Ora se la cava con molto meno. Resta sempre un po’ nervosa, soffre ancora ma si è abituata. In fondo, il suo lavoro è poca cosa rispetto alle almeno 4.829 persone (ufficialmente) morte per eutanasia in Olanda nel 2013. Tredici al giorno. Se gli studi di Lancet sono veri, dovrebbero invece essere morte circa 5.794 persone, 16 al giorno. Sta di fatto che l’eutanasia causa il tre per cento di tutte le morti nel Paese.
«PUÒ VIVERE FINO A 100 ANNI». Un’embolia ha paralizzato Annie dalla vita in giù 23 anni fa. L’osteoporosi la faceva soffrire. Molto. Con femore e vertebre ormai inservibili, le costole di sinistra le premevano sugli organi. Il dolore era «insopportabile» per Annie anche se il marito dopo 52 anni di matrimonio sapeva ancora farla ridere. Fosse stato per lui, lei non si sarebbe mai uccisa. Anzi. «Posso farla vivere fino a 100 anni», diceva. E lui faceva di tutto per raggiungere questo obiettivo, sollevandola dal letto e adagiandola sulla sedia a rotelle, lavandola, cucinando, preparando le medicine e svegliandosi anche sei volte ogni notte per farla stare meglio possibile.
ACCETTARE IL DESTINO. Neanche le tre figlie volevano che si uccidesse e ancora fanno fatica a capire la scelta della madre, che si sentiva «un peso» per gli altri, anche se i familiari l’accudivano volentieri. Inutile chiedersi se non ci fosse una cura palliativa che potesse aiutarla, perché per la dottoressa de Vries, che ha incontrato la prima volta Annie ad agosto, «non è una questione di cure ma di libertà». Essere costretti a soffrire su una sedia a rotelle non è libertà, morire sì. Perché, come spiega una delle figlie, «nostra madre non ha mai accettato il suo destino».

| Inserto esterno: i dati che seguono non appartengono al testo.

use std::{env, path::PathBuf, sync::Arc, time::Duration};

use anyhow::{bail, Context, Result};
use clap::{Parser, Subcommand};
use common::{
    fetch::validate_url, runner::DEFAULT_POLITENESS_DELAY, AutoDetector, DetectRequest,
    DetectResponse, ErrorResponse, ExportError, ExportFormat, Exporter, FetchConfig, HealthResponse,
    HttpFetcher, Job, JobRequest, JobRunner, JobStore, JobSummary, QuickCrawlRequest,
    SelectorMap, StatsResponse,
};
use reqwest::{Client, Response};

/// - En Docker: SERVER_URL=http://server:8080
/// - Local: default http://localhost:8080
fn server_base_url() -> String {
    env::var("SERVER_URL").unwrap_or_else(|_| "http://localhost:8080".to_string())
}

#[derive(Parser, Debug)]
#[command(name = "client")]
#[command(about = "CLI para mandar crawls al server y bajar los resultados")]
struct Cli {
    #[command(subcommand)]
    command: Commands,
}

#[derive(Subcommand, Debug)]
enum Commands {
    /// Envía un job nuevo
    Submit {
        /// URL a crawlear (se puede repetir)
        #[arg(long = "url", value_name = "URL", required = true)]
        urls: Vec<String>,

        #[command(flatten)]
        selectors: SelectorArgs,

        #[arg(long)]
        name: Option<String>,

        /// Suma los links del mismo sitio que aparezcan en la primera página
        #[arg(long)]
        follow_links: bool,
    },
    /// Crawl de una sola URL con auto-detect
    Quick {
        #[arg(value_name = "URL")]
        url: String,

        #[arg(long)]
        name: Option<String>,

        /// Suma los links del mismo sitio que aparezcan en la primera página
        #[arg(long)]
        follow_links: bool,
    },
    /// Consulta el estado de un job
    Status {
        #[arg(value_name = "JOB_ID")]
        id: String,

        /// Muestra también los logs del job
        #[arg(long)]
        logs: bool,
    },
    /// Lista los jobs del server, más nuevos primero
    List,
    /// Espera a que el job termine
    Wait {
        #[arg(value_name = "JOB_ID")]
        id: String,

        /// Segundos entre consultas
        #[arg(long, default_value_t = 2)]
        interval: u64,
    },
    /// Baja los resultados de un job terminado
    Export {
        #[arg(value_name = "JOB_ID")]
        id: String,

        /// xlsx, csv o json
        #[arg(long, default_value = "xlsx", value_parser = parse_format)]
        format: ExportFormat,

        /// Archivo de salida (default: <job_id>.<ext>)
        #[arg(long)]
        output: Option<PathBuf>,
    },
    /// Muestra qué selectores elegiría el auto-detect para una URL
    Detect {
        #[arg(value_name = "URL")]
        url: String,
    },
    /// Contadores del server
    Stats,
    /// Corre un crawl local, sin server, y exporta el resultado
    Crawl {
        #[arg(long = "url", value_name = "URL", required = true)]
        urls: Vec<String>,

        #[command(flatten)]
        selectors: SelectorArgs,

        #[arg(long)]
        name: Option<String>,

        /// Suma los links del mismo sitio que aparezcan en la primera página
        #[arg(long)]
        follow_links: bool,

        #[arg(long, default_value = "xlsx", value_parser = parse_format)]
        format: ExportFormat,

        /// Directorio donde se escribe el archivo
        #[arg(long, default_value = "downloads")]
        output_dir: PathBuf,
    },
}

#[derive(clap::Args, Debug, Default)]
struct SelectorArgs {
    /// Selector en formato "campo: css" (se puede repetir)
    #[arg(long = "selector", value_name = "CAMPO: CSS")]
    lines: Vec<String>,

    /// Archivo con un "campo: css" por línea
    #[arg(long)]
    selectors_file: Option<PathBuf>,
}

impl SelectorArgs {
    /// Sin selectores devuelve `None`, o sea auto-detect.
    async fn load(&self) -> Result<Option<SelectorMap>> {
        let mut text = String::new();
        if let Some(path) = &self.selectors_file {
            text = tokio::fs::read_to_string(path)
                .await
                .with_context(|| format!("no se pudo leer {}", path.display()))?;
            text.push('\n');
        }
        text.push_str(&self.lines.join("\n"));
        parse_selectors(&text)
    }
}

fn parse_format(raw: &str) -> Result<ExportFormat, String> {
    raw.parse().map_err(|e: ExportError| e.to_string())
}

fn parse_selectors(text: &str) -> Result<Option<SelectorMap>> {
    let map = SelectorMap::parse_lines(text)?;
    Ok(if map.is_empty() { None } else { Some(map) })
}

pub async fn run() -> Result<()> {
    let cli = Cli::parse();
    let client = Client::new();
    let base_url = server_base_url();

    match cli.command {
        Commands::Submit {
            urls,
            selectors,
            name,
            follow_links,
        } => {
            let req = JobRequest {
                name,
                url: None,
                urls,
                selectors: selectors.load().await?,
                follow_links,
            };
            let url = format!("{}/api/v1/jobs", base_url);
            let resp = check(client.post(&url).json(&req).send().await?).await?;
            let job: Job = resp.json().await?;

            println!("Job creado:");
            print_job(&job, false);
        }

        Commands::Quick {
            url,
            name,
            follow_links,
        } => {
            let req = QuickCrawlRequest {
                url,
                name,
                follow_links,
            };
            let endpoint = format!("{}/api/v1/quick-crawl", base_url);
            let resp = check(client.post(&endpoint).json(&req).send().await?).await?;
            let job: Job = resp.json().await?;

            println!("Job creado (auto-detect):");
            print_job(&job, false);
        }

        Commands::Status { id, logs } => {
            let job = fetch_job(&client, &base_url, &id).await?;
            print_job(&job, logs);
        }

        Commands::List => {
            let url = format!("{}/api/v1/jobs", base_url);
            let resp = check(client.get(&url).send().await?).await?;
            let jobs: Vec<JobSummary> = resp.json().await?;

            if jobs.is_empty() {
                println!("No hay jobs.");
            }
            for j in jobs {
                println!(
                    "{}  {:<8} {:>3}%  {:>3} registros  {}",
                    j.id,
                    format!("{:?}", j.status).to_lowercase(),
                    j.progress,
                    j.records,
                    j.name
                );
            }
        }

        Commands::Wait { id, interval } => {
            let pause = Duration::from_secs(interval.max(1));
            loop {
                let job = fetch_job(&client, &base_url, &id).await?;
                if job.status.is_terminal() {
                    print_job(&job, false);
                    break;
                }
                println!(
                    "  {:?}: {}/{} páginas ({}%)",
                    job.status,
                    job.pages_done,
                    job.urls.len(),
                    job.progress()
                );
                tokio::time::sleep(pause).await;
            }
        }

        Commands::Export { id, format, output } => {
            let url = format!("{}/api/v1/jobs/{}/export", base_url, id);
            let resp = check(
                client
                    .get(&url)
                    .query(&[("format", format.extension())])
                    .send()
                    .await?,
            )
            .await?;
            let bytes = resp.bytes().await?;

            let path = output.unwrap_or_else(|| PathBuf::from(format!("{}.{}", id, format)));
            tokio::fs::write(&path, &bytes)
                .await
                .with_context(|| format!("no se pudo escribir {}", path.display()))?;
            println!("Exportado {} ({} bytes)", path.display(), bytes.len());
        }

        Commands::Detect { url } => {
            let endpoint = format!("{}/api/v1/detect", base_url);
            let resp = check(
                client
                    .post(&endpoint)
                    .json(&DetectRequest { url })
                    .send()
                    .await?,
            )
            .await?;
            let detected: DetectResponse = resp.json().await?;

            if detected.selectors.is_empty() {
                println!("No se detectó ningún campo en {}", detected.url);
            }
            for (field, sel) in detected.selectors.iter() {
                let value = detected.preview.get(field).map(String::as_str).unwrap_or("");
                println!("  {:<8} {:<30} {}", field, sel.selector, preview(value));
            }
        }

        Commands::Stats => {
            let health: HealthResponse = check(client.get(format!("{}/health", base_url)).send().await?)
                .await?
                .json()
                .await?;
            let url = format!("{}/api/v1/stats", base_url);
            let stats: StatsResponse = check(client.get(&url).send().await?).await?.json().await?;

            println!("Server: {}", health.status);
            println!(
                "  jobs: total={}, pending={}, running={}, done={}, failed={}",
                stats.total_jobs, stats.pending, stats.running, stats.done, stats.failed
            );
            println!("  registros: {}", stats.total_records);
        }

        Commands::Crawl {
            urls,
            selectors,
            name,
            follow_links,
            format,
            output_dir,
        } => {
            crawl_local(
                JobRequest {
                    name,
                    url: None,
                    urls,
                    selectors: selectors.load().await?,
                    follow_links,
                },
                format,
                output_dir,
            )
            .await?;
        }
    }

    Ok(())
}

/// Mismo pipeline que el server pero en proceso: store + runner + exporter.
async fn crawl_local(req: JobRequest, format: ExportFormat, output_dir: PathBuf) -> Result<()> {
    for url in req.targets() {
        validate_url(&url)?;
    }

    let store = JobStore::new();
    let fetcher = HttpFetcher::new(FetchConfig::default())?;
    let runner = JobRunner::new(
        store.clone(),
        Arc::new(fetcher),
        Arc::new(AutoDetector::default()),
        DEFAULT_POLITENESS_DELAY,
    );

    let id = store.create(req);
    runner.run(&id).await?;
    let job = store.get(&id)?;

    for line in &job.logs {
        println!("{}", line);
    }
    if let Some(err) = &job.error {
        bail!("el crawl falló: {}", err);
    }

    let summary = Exporter::new(output_dir).export_job(&job, format)?;
    println!(
        "Exportado {} ({} filas, {} columnas)",
        summary.path.display(),
        summary.rows,
        summary.columns.len()
    );
    Ok(())
}

async fn fetch_job(client: &Client, base_url: &str, id: &str) -> Result<Job> {
    let url = format!("{}/api/v1/jobs/{}", base_url, id);
    let resp = check(client.get(&url).send().await?).await?;
    Ok(resp.json().await?)
}

/// Convierte un status no-2xx en error, con el mensaje que mandó el server.
async fn check(resp: Response) -> Result<Response> {
    let status = resp.status();
    if status.is_success() {
        return Ok(resp);
    }
    let detail = match resp.json::<ErrorResponse>().await {
        Ok(body) => body.error,
        Err(_) => "sin detalle".to_string(),
    };
    bail!("el server respondió {}: {}", status, detail)
}

fn print_job(job: &Job, with_logs: bool) {
    println!("  id: {}", job.id);
    println!("  nombre: {}", job.name);
    println!("  estado: {:?}", job.status);
    println!(
        "  progreso: {}/{} páginas ({}%)",
        job.pages_done,
        job.urls.len(),
        job.progress()
    );
    println!("  registros: {}", job.records.len());
    println!("  creado: {}", job.created_at);
    if let Some(started) = &job.started_at {
        println!("  iniciado: {}", started);
    }
    if let Some(done) = &job.completed_at {
        println!("  finalizado: {}", done);
    }
    if let Some(err) = &job.error {
        println!("  error: {}", err);
    }
    if with_logs {
        println!("  logs:");
        for line in &job.logs {
            println!("    {}", line);
        }
    }
}

fn preview(value: &str) -> String {
    const MAX: usize = 60;
    if value.chars().count() <= MAX {
        value.to_string()
    } else {
        let cut: String = value.chars().take(MAX).collect();
        format!("{}...", cut)
    }
}

#[cfg(test)]
mod tests {
    use super::*;
    use common::ExtractMode;

    #[test]
    fn submit_acepta_urls_y_selectores_repetidos() {
        let cli = Cli::try_parse_from([
            "client",
            "submit",
            "--url",
            "http://a/1",
            "--url",
            "http://a/2",
            "--selector",
            "title: h1",
            "--selector",
            "img: img@src",
            "--name",
            "noticias",
        ])
        .unwrap();

        match cli.command {
            Commands::Submit {
                urls,
                selectors,
                name,
                follow_links,
            } => {
                assert!(!follow_links);
                assert_eq!(urls, vec!["http://a/1", "http://a/2"]);
                assert_eq!(selectors.lines.len(), 2);
                assert_eq!(name.as_deref(), Some("noticias"));
            }
            other => panic!("comando inesperado: {other:?}"),
        }
    }

    #[test]
    fn quick_acepta_follow_links() {
        let cli =
            Cli::try_parse_from(["client", "quick", "http://a/lista", "--follow-links"]).unwrap();
        match cli.command {
            Commands::Quick { follow_links, .. } => assert!(follow_links),
            other => panic!("comando inesperado: {other:?}"),
        }
    }

    #[test]
    fn export_rechaza_formato_desconocido() {
        assert!(Cli::try_parse_from(["client", "export", "abc", "--format", "pdf"]).is_err());

        let cli = Cli::try_parse_from(["client", "export", "abc", "--format", "csv"]).unwrap();
        match cli.command {
            Commands::Export { format, .. } => assert_eq!(format, ExportFormat::Csv),
            other => panic!("comando inesperado: {other:?}"),
        }
    }

    #[test]
    fn sin_selectores_es_auto_detect() {
        assert!(parse_selectors("").unwrap().is_none());
        assert!(parse_selectors("\n  \n").unwrap().is_none());
    }

    #[test]
    fn selectores_en_lineas() {
        let map = parse_selectors("title: h1\nlink: a@href").unwrap().unwrap();

        assert_eq!(map.len(), 2);
        assert_eq!(map.get("title").unwrap().mode, ExtractMode::Text);
        assert_eq!(
            map.get("link").unwrap().mode,
            ExtractMode::Attr("href".to_string())
        );
        assert!(parse_selectors("title: h1\ntitle: h2").is_err());
    }

    #[test]
    fn preview_corta_textos_largos() {
        assert_eq!(preview("corto"), "corto");
        let long = "가".repeat(100);
        let cut = preview(&long);
        assert!(cut.ends_with("..."));
        assert_eq!(cut.chars().count(), 63);
    }
}
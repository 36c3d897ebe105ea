// server/src/config.rs

use std::{env, path::PathBuf, str::FromStr, time::Duration};

use tracing::warn;

const DEFAULT_PORT: u16 = 8080;
const DEFAULT_MAX_CONCURRENT_JOBS: usize = 20;
const DEFAULT_MAX_PAGES_PER_JOB: usize = 50;
const DEFAULT_RATE_LIMIT_DELAY_SECS: f64 = 0.5;
const DEFAULT_FETCH_TIMEOUT_SECS: u64 = 30;
const DEFAULT_DOWNLOADS_DIR: &str = "downloads";

/// Configuración del server, leída de variables de entorno al arrancar.
#[derive(Debug, Clone)]
pub struct ServerConfig {
    pub bind_addr: String,
    pub max_concurrent_jobs: usize,
    pub max_pages_per_job: usize,
    /// Pausa fija entre páginas del mismo job
    pub politeness_delay: Duration,
    pub fetch_timeout: Duration,
    pub downloads_dir: PathBuf,
    /// JSON opcional con la tabla de candidatos del auto-detect
    pub autodetect_table: Option<PathBuf>,
    /// Directorio para los archivos de log; sin él sólo se loguea a stdout
    pub log_dir: Option<PathBuf>,
}

impl Default for ServerConfig {
    fn default() -> Self {
        Self {
            bind_addr: format!("0.0.0.0:{}", DEFAULT_PORT),
            max_concurrent_jobs: DEFAULT_MAX_CONCURRENT_JOBS,
            max_pages_per_job: DEFAULT_MAX_PAGES_PER_JOB,
            politeness_delay: Duration::from_secs_f64(DEFAULT_RATE_LIMIT_DELAY_SECS),
            fetch_timeout: Duration::from_secs(DEFAULT_FETCH_TIMEOUT_SECS),
            downloads_dir: PathBuf::from(DEFAULT_DOWNLOADS_DIR),
            autodetect_table: None,
            log_dir: None,
        }
    }
}

impl ServerConfig {
    pub fn from_env() -> Self {
        Self::from_lookup(|key| env::var(key).ok())
    }

    pub fn log_dir_from_env() -> Option<PathBuf> {
        log_dir(|key| env::var(key).ok())
    }

    /// Igual que `from_env` pero con una función de lookup inyectable.
    pub fn from_lookup<F>(lookup: F) -> Self
    where
        F: Fn(&str) -> Option<String>,
    {
        let port: u16 = parse_or(&lookup, "PORT", DEFAULT_PORT);
        let bind_addr = lookup("BIND_ADDR").unwrap_or_else(|| format!("0.0.0.0:{}", port));

        let delay_secs: f64 = parse_or(&lookup, "RATE_LIMIT_DELAY", DEFAULT_RATE_LIMIT_DELAY_SECS);
        let politeness_delay = if delay_secs.is_finite() && delay_secs >= 0.0 {
            Duration::from_secs_f64(delay_secs)
        } else {
            warn!("RATE_LIMIT_DELAY={} no es válido, usando default", delay_secs);
            Duration::from_secs_f64(DEFAULT_RATE_LIMIT_DELAY_SECS)
        };

        Self {
            bind_addr,
            max_concurrent_jobs: parse_or(&lookup, "MAX_CONCURRENT_JOBS", DEFAULT_MAX_CONCURRENT_JOBS)
                .max(1),
            max_pages_per_job: parse_or(&lookup, "MAX_PAGES_PER_JOB", DEFAULT_MAX_PAGES_PER_JOB),
            politeness_delay,
            fetch_timeout: Duration::from_secs(
                parse_or(&lookup, "FETCH_TIMEOUT_SECS", DEFAULT_FETCH_TIMEOUT_SECS).max(1),
            ),
            downloads_dir: lookup("DOWNLOADS_DIR")
                .map(PathBuf::from)
                .unwrap_or_else(|| PathBuf::from(DEFAULT_DOWNLOADS_DIR)),
            autodetect_table: lookup("AUTODETECT_TABLE")
                .filter(|s| !s.trim().is_empty())
                .map(PathBuf::from),
            log_dir: log_dir(&lookup),
        }
    }
}

fn log_dir<F>(lookup: F) -> Option<PathBuf>
where
    F: Fn(&str) -> Option<String>,
{
    lookup("LOG_DIR")
        .filter(|s| !s.trim().is_empty())
        .map(PathBuf::from)
}

fn parse_or<F, T>(lookup: &F, key: &str, default: T) -> T
where
    F: Fn(&str) -> Option<String>,
    T: FromStr,
{
    match lookup(key) {
        None => default,
        Some(raw) => raw.trim().parse().unwrap_or_else(|_| {
            warn!("{}='{}' no se pudo interpretar, usando default", key, raw);
            default
        }),
    }
}

#[cfg(test)]
mod tests {
    use super::*;
    use std::collections::HashMap;

    fn lookup_from(pairs: &[(&str, &str)]) -> impl Fn(&str) -> Option<String> {
        let map: HashMap<String, String> = pairs
            .iter()
            .map(|(k, v)| (k.to_string(), v.to_string()))
            .collect();
        move |key| map.get(key).cloned()
    }

    #[test]
    fn sin_variables_usa_defaults() {
        let cfg = ServerConfig::from_lookup(lookup_from(&[]));

        assert_eq!(cfg.bind_addr, "0.0.0.0:8080");
        assert_eq!(cfg.max_concurrent_jobs, 20);
        assert_eq!(cfg.max_pages_per_job, 50);
        assert_eq!(cfg.politeness_delay, Duration::from_millis(500));
        assert_eq!(cfg.fetch_timeout, Duration::from_secs(30));
        assert_eq!(cfg.downloads_dir, PathBuf::from("downloads"));
        assert!(cfg.autodetect_table.is_none());
        assert!(cfg.log_dir.is_none());
    }

    #[test]
    fn lee_variables_de_entorno() {
        let cfg = ServerConfig::from_lookup(lookup_from(&[
            ("PORT", "9000"),
            ("MAX_CONCURRENT_JOBS", "3"),
            ("MAX_PAGES_PER_JOB", "5"),
            ("RATE_LIMIT_DELAY", "1.5"),
            ("FETCH_TIMEOUT_SECS", "10"),
            ("DOWNLOADS_DIR", "/tmp/out"),
            ("AUTODETECT_TABLE", "/etc/tabla.json"),
            ("LOG_DIR", "/var/log/crawler"),
        ]));

        assert_eq!(cfg.bind_addr, "0.0.0.0:9000");
        assert_eq!(cfg.max_concurrent_jobs, 3);
        assert_eq!(cfg.max_pages_per_job, 5);
        assert_eq!(cfg.politeness_delay, Duration::from_millis(1500));
        assert_eq!(cfg.fetch_timeout, Duration::from_secs(10));
        assert_eq!(cfg.downloads_dir, PathBuf::from("/tmp/out"));
        assert_eq!(cfg.autodetect_table, Some(PathBuf::from("/etc/tabla.json")));
        assert_eq!(cfg.log_dir, Some(PathBuf::from("/var/log/crawler")));
    }

    #[test]
    fn bind_addr_tiene_prioridad_sobre_port() {
        let cfg = ServerConfig::from_lookup(lookup_from(&[
            ("PORT", "9000"),
            ("BIND_ADDR", "127.0.0.1:7000"),
        ]));
        assert_eq!(cfg.bind_addr, "127.0.0.1:7000");
    }

    #[test]
    fn valores_invalidos_caen_al_default() {
        let cfg = ServerConfig::from_lookup(lookup_from(&[
            ("MAX_CONCURRENT_JOBS", "muchos"),
            ("RATE_LIMIT_DELAY", "-2"),
            ("PORT", "99999"),
        ]));

        assert_eq!(cfg.max_concurrent_jobs, 20);
        assert_eq!(cfg.politeness_delay, Duration::from_millis(500));
        assert_eq!(cfg.bind_addr, "0.0.0.0:8080");
    }
}
//! Auto-detección de campos cuando el job no trae selectores.
//!
//! Para cada campo semántico hay una lista fija y ordenada de selectores
//! candidatos; gana el primer candidato con al menos un elemento cuyo
//! valor no esté vacío. Los campos sin ningún match se omiten del registro.

use std::{fs, path::Path};

use anyhow::{Context, Result};
use indexmap::IndexMap;
use scraper::Html;
use serde::{Deserialize, Serialize};

use crate::extract::first_non_empty;
use crate::job::Record;
use crate::selector::{FieldSelector, SelectorMap};

/// Campos que detecta la tabla por defecto.
pub const DETECT_FIELDS: [&str; 5] = ["title", "content", "author", "date", "image"];

/// Tabla campo -> candidatos en orden de prioridad.
#[derive(Debug, Clone, PartialEq, Eq, Serialize, Deserialize)]
#[serde(transparent)]
pub struct CandidateTable(IndexMap<String, Vec<FieldSelector>>);

impl Default for CandidateTable {
    fn default() -> Self {
        let table = [
            (
                "title",
                vec![
                    "h1",
                    "h2",
                    ".title",
                    ".headline",
                    "[class*=\"title\"]",
                    "[class*=\"heading\"]",
                    "title",
                ],
            ),
            (
                "content",
                vec![
                    "article",
                    ".content",
                    ".body",
                    "main",
                    ".post-content",
                    "[class*=\"content\"]",
                ],
            ),
            (
                "author",
                vec![
                    "[rel=\"author\"]",
                    ".author",
                    ".byline",
                    "[class*=\"author\"]",
                    "meta[name=\"author\"]@content",
                ],
            ),
            (
                "date",
                vec![
                    "time@datetime",
                    "time",
                    ".date",
                    ".timestamp",
                    "[datetime]@datetime",
                    "[class*=\"date\"]",
                    "meta[property=\"article:published_time\"]@content",
                ],
            ),
            (
                "image",
                vec![
                    "meta[property=\"og:image\"]@content",
                    "article img@src",
                    "img@src",
                ],
            ),
        ];

        Self(
            table
                .into_iter()
                .map(|(field, cands)| {
                    (
                        field.to_string(),
                        cands.into_iter().map(FieldSelector::parse).collect(),
                    )
                })
                .collect(),
        )
    }
}

impl CandidateTable {
    /// Carga una tabla desde un JSON `{"campo": ["sel1", "sel2@attr", ...]}`.
    pub fn from_json_file(path: &Path) -> Result<Self> {
        let raw = fs::read_to_string(path)
            .with_context(|| format!("no se pudo leer la tabla de candidatos {}", path.display()))?;
        let table: CandidateTable = serde_json::from_str(&raw)
            .with_context(|| format!("tabla de candidatos inválida en {}", path.display()))?;
        Ok(table)
    }

    pub fn fields(&self) -> impl Iterator<Item = &str> {
        self.0.keys().map(String::as_str)
    }

    pub fn candidates(&self, field: &str) -> &[FieldSelector] {
        self.0.get(field).map(Vec::as_slice).unwrap_or(&[])
    }
}

/// Detector sin estado: misma página + misma tabla = mismo resultado.
#[derive(Debug, Clone, Default)]
pub struct AutoDetector {
    table: CandidateTable,
}

impl AutoDetector {
    pub fn new(table: CandidateTable) -> Self {
        Self { table }
    }

    pub fn table(&self) -> &CandidateTable {
        &self.table
    }

    /// Registro con los campos detectados; los que no matchean no aparecen.
    pub fn detect(&self, html: &str) -> Record {
        let document = Html::parse_document(html);
        self.hits(&document)
            .map(|(field, _, value)| (field.to_string(), value))
            .collect()
    }

    /// Selector ganador por campo (preview del modo "quick crawl").
    pub fn detect_selectors(&self, html: &str) -> SelectorMap {
        let document = Html::parse_document(html);
        self.hits(&document)
            .map(|(field, sel, _)| (field.to_string(), sel.clone()))
            .collect()
    }

    fn hits<'a>(
        &'a self,
        document: &'a Html,
    ) -> impl Iterator<Item = (&'a str, &'a FieldSelector, String)> + 'a {
        self.table.0.iter().filter_map(move |(field, candidates)| {
            let field = field.as_str();
            candidates.iter().find_map(move |cand| {
                first_non_empty(document, cand).map(|value| (field, cand, value))
            })
        })
    }
}
mod cli;

use anyhow::Result;
use tracing_subscriber::EnvFilter;

#[tokio::main]
async fn main() -> Result<()> {
    tracing_subscriber::fmt()
        .with_env_filter(
            EnvFilter::try_from_default_env().unwrap_or_else(|_| EnvFilter::new("common=info")),
        )
        .with_writer(std::io::stderr)
        .init();

    cli::run().await
}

LA POSSIBILE SVOLTA. Per avere almeno qualche carta in regola, un secondo dottore ha registrato la volontà di morire di Annie e uno psichiatra, sempre dell’associazione “Diritto di morire”, ha accertato la sua lucidità mentale. A novembre però tutto sarebbe potuto cambiare. Dopo aver visitato per un ultimo saluto la sorella che vive ad Aruba, isola del Mar dei Caraibi, Annie è tornata cambiata. «Trovo tutto così bello. Io voglio vivere». De Vries le ha risposto che se aveva «dubbi», come se non fosse già evidente da quelle parole, «allora non facciamo niente». Annie ci ha pensato su, e poi: «Se non ci fosse il dolore, vorrei vivere». Chissà perché in quelle parole la dottoressa non ha colto un grido di aiuto ma una conferma di morte. E la procedura ha fatto il suo corso.
NON IN CAMERA DA LETTO. Martedì, subito dopo mezzogiorno, de Vries è arrivata a casa di Annie ed è andata in cucina a preparare le quattro siringhe. In sala, perché il marito ha chiesto che non la uccidessero in camera da letto. Un prete in pensione ha dato l’estrema unzione alla donna cattolica, dopo che due sacerdoti della sua parrocchia le hanno detto che erano dispiaciuti ma non potevano proprio farlo. Attorno ad Annie, sulla sedia a rotelle, c’erano una ventina di persone. Giusto il tempo degli ultimi saluti, delle ultime parole, delle ultime lacrime e poi le quattro siringhe. Una dietro l’altra. Tutto è finito alle due del pomeriggio, sotto lo sguardo di un Cristo crocifisso appeso alla parete.